There's plenty of debate among adults about standardized testing, but what do students think about it? 18-year-old University of Missouri-Columbia freshman Ankur Singh has decided to take the spring semester off from school in order to find out. He plans to make a documentary film, tentatively titled Listen based on what students tell him.

Singh, who is a journalism major, writes on his blog that making the documentary isn't a "school project or an assignment I was given by some production company." He's been thinking about the impact of our testing culture on students since his junior year when he was "enrolled in an English class taught by the best teacher I ever had."


The teacher, says Singh, "realized that most of his students were not going to be writing essays about Alexander Pope poems in their professional careers, so instead of focusing on memorizing the content of the literature, he focused on developing our critical thinking skills." As a result, Singh and his classmates were pushed to analyze literature and were allowed "to form our own ideas and argue them well." The class "was the only class I’ve ever taken where the lessons I learned will carry with me for the rest of my life, and after completion I felt 10 times smarter," says Singh.

In contrast, during his senior year of high school, Singh enrolled in AP English and hoped he'd further hone the writing and critical thinking skills he'd developed the year before. But, he quickly found out that the entire purpose of AP English "was to prepare for the AP Exam in May and to get ready for college." What did that look like? "Instead of analyzing themes or characters," says Singh, "our teacher would give us questions which we would have to write essays about in a 50 minute class period similar to what we would find on the AP Exam and in college classes." He grew frustrated with the test prep and longed for "genuine learning."

The same thing happened in Singh's AP French class, and when his teacher administered a pilot of the new AP French Exam, Singh's frustration boiled over. "I didn’t do it," he says. "Instead I wrote a very angry letter to the College Board in the margin of the answer sheet expressing my frustration with the way they have interfered with my education."
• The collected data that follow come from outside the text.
#[tokio::test]
async fn test_scope_narrowing() {
    let (provider, _, _) = setup().await;
    let first = issue_via_code(&provider, "alice", "review vote").await;

    let narrowed = provider
        .exchange_token(
            &TokenRequest::refresh_token("client-1", "s3cret", &first.refresh_token)
                .with_scope("vote"),
        )
        .await
        .unwrap();
    assert_eq!(narrowed.scope, "vote");

    // The narrowed token is now the pair's token, so review is gone
    let widened = TokenRequest::refresh_token("client-1", "s3cret", &first.refresh_token)
        .with_scope("review");
    assert_eq!(
        oauth_err(provider.exchange_token(&widened).await),
        OAuthError::InvalidScope
    );
}

#[tokio::test]
async fn test_get_authorized_user() {
    let (provider, _, _) = setup().await;
    let issued = issue_via_code(&provider, "alice", "review vote").await;

    let user = provider
        .get_authorized_user(Some(&bearer(&issued)), &[Scope::Review, Scope::Vote])
        .await
        .unwrap();
    assert_eq!(user.user_id, "alice");
    assert_eq!(user.client_id, "client-1");
    assert!(user.has_scope(Scope::Vote));
    assert!(!user.has_scope(Scope::User));

    // Extra whitespace between the parts is tolerated
    let spaced = format!("Bearer   {}", issued.access_token);
    assert!(provider.get_authorized_user(Some(&spaced), &[]).await.is_ok());
}

#[tokio::test]
async fn test_get_authorized_user_header_errors() {
    let (provider, _, _) = setup().await;
    let issued = issue_via_code(&provider, "alice", "review").await;

    let bad_headers = [
        None,
        Some(String::new()),
        Some(issued.access_token.clone()),
        Some(format!("Basic {}", issued.access_token)),
        Some(format!("bearer {}", issued.access_token)),
        Some(format!("Bearer {} extra", issued.access_token)),
    ];
    for header in bad_headers {
        assert_eq!(
            oauth_err(provider.get_authorized_user(header.as_deref(), &[]).await),
            OAuthError::NotAuthorized,
            "header: {:?}",
            header
        );
    }
}

#[tokio::test]
async fn test_get_authorized_user_token_errors() {
    let (provider, storage, _) = setup().await;
    let issued = issue_via_code(&provider, "alice", "review").await;

    assert_eq!(
        oauth_err(
            provider
                .get_authorized_user(Some("Bearer not-a-token"), &[])
                .await
        ),
        OAuthError::InvalidToken
    );
    assert_eq!(
        oauth_err(
            provider
                .get_authorized_user(Some(&bearer(&issued)), &[Scope::Vote])
                .await
        ),
        OAuthError::InvalidToken
    );

    let mut expired = storage
        .get_token_by_access(&issued.access_token)
        .await
        .unwrap()
        .unwrap();
    expired.expires = Utc::now() - Duration::seconds(1);
    storage.replace_token(&expired).await.unwrap();
    assert_eq!(
        oauth_err(provider.get_authorized_user(Some(&bearer(&issued)), &[]).await),
        OAuthError::InvalidToken
    );
}

#[tokio::test]
async fn test_one_token_per_client_user_pair() {
    let (provider, storage, _) = setup().await;
    let first = issue_via_code(&provider, "alice", "review").await;
    let second = issue_via_code(&provider, "alice", "vote").await;

    let tokens = storage.list_tokens_by_user("alice").await.unwrap();
    assert_eq!(tokens.len(), 1);
    assert_eq!(tokens[0].access_token, second.access_token);
    assert!(
        storage
            .get_token_by_refresh("client-1", &first.refresh_token)
            .await
            .unwrap()
            .is_none()
    );
}

#[tokio::test]
async fn test_revoke_token() {
    let (provider, _, _) = setup().await;
    let issued = issue_via_code(&provider, "alice", "review").await;

    assert_eq!(
        oauth_err(
            provider
                .revoke_token(Some("client-1"), Some("bad"), &issued.refresh_token)
                .await
        ),
        OAuthError::InvalidClient
    );

    provider
        .revoke_token(Some("client-1"), Some("s3cret"), &issued.refresh_token)
        .await
        .unwrap();
    // Unknown tokens are accepted silently
    provider
        .revoke_token(Some("client-1"), Some("s3cret"), &issued.refresh_token)
        .await
        .unwrap();

    assert!(provider.authorized_tokens("alice").await.unwrap().is_empty());
    let req = TokenRequest::refresh_token("client-1", "s3cret", &issued.refresh_token);
    assert_eq!(
        oauth_err(provider.exchange_token(&req).await),
        OAuthError::InvalidGrant
    );
}

#[tokio::test]
async fn test_issue_token_directly() {
    let (provider, _, _) = setup().await;
    let fresh = provider
        .issue_token("client-1", None, "bob", "user")
        .await
        .unwrap();
    let kept = provider
        .issue_token("client-1", Some(&fresh.refresh_token), "bob", "user")
        .await
        .unwrap();

    assert_eq!(kept.refresh_token, fresh.refresh_token);
    assert_ne!(kept.access_token, fresh.access_token);
    assert_eq!(provider.authorized_tokens("bob").await.unwrap().len(), 1);
}

#[tokio::test]
async fn test_issue_token_empty_refresh_generates_one() {
    let (provider, storage, _) = setup().await;
    let issued = provider
        .issue_token("client-1", Some(""), "bob", "review")
        .await
        .unwrap();

    assert_eq!(issued.refresh_token.len(), provider.config().token_length);
    let stored = storage
        .get_token_by_access(&issued.access_token)
        .await
        .unwrap()
        .unwrap();
    assert_eq!(stored.refresh_token, issued.refresh_token);

    // A blank refresh token never authenticates a refresh
    let req = TokenRequest::refresh_token("client-1", "s3cret", "");
    assert_eq!(
        oauth_err(provider.exchange_token(&req).await),
        OAuthError::InvalidGrant
    );
}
He ended up being called to the school counselor's office and had a conversation with the counselor and his French teacher where he detailed his concerns and how he felt "like school is holding me back from reaching my true potential." That's when Singh found out that his teacher was frustrated as well and would rather have the students "watch French films or travel to a French bakery than to sit and do test prep.

"And then my French teacher said something that I won't forget for a long time," says Singh. "'Maybe if the students themselves spoke out against it, it could all change.'"

Singh plans to travel across the country from January-May 2012 filming students from diverse backgrounds and schools so they can tell their stories. He hopes to avoid the politics of the standardized testing debate and simply "capture the emotional toll" on the No Child Left Behind generation.

Singh already has all the equipment he needs but he has a Kickstarter to help fund his travel expenses—he only has until December 14 to reach his funding goal of $2,000. (As of this writing, he's a little more than halfway there.) He's also looking for students to interview so if you know a student who feels particularly passionate about the issue, email him at listenthefilm@gmail.com.

"I don't think enough people realize that behind every one of those test scores is a living, breathing child who has dreams and aspirations that may or may not align with what’s being measured on standardized tests," says Singh. "I also want to show people the talent us young people have that’s being suppressed by showcasing incredible things youth can do when we're at our best."

Click here to add funding Singh's Kickstarter to your GOOD "to-do" list.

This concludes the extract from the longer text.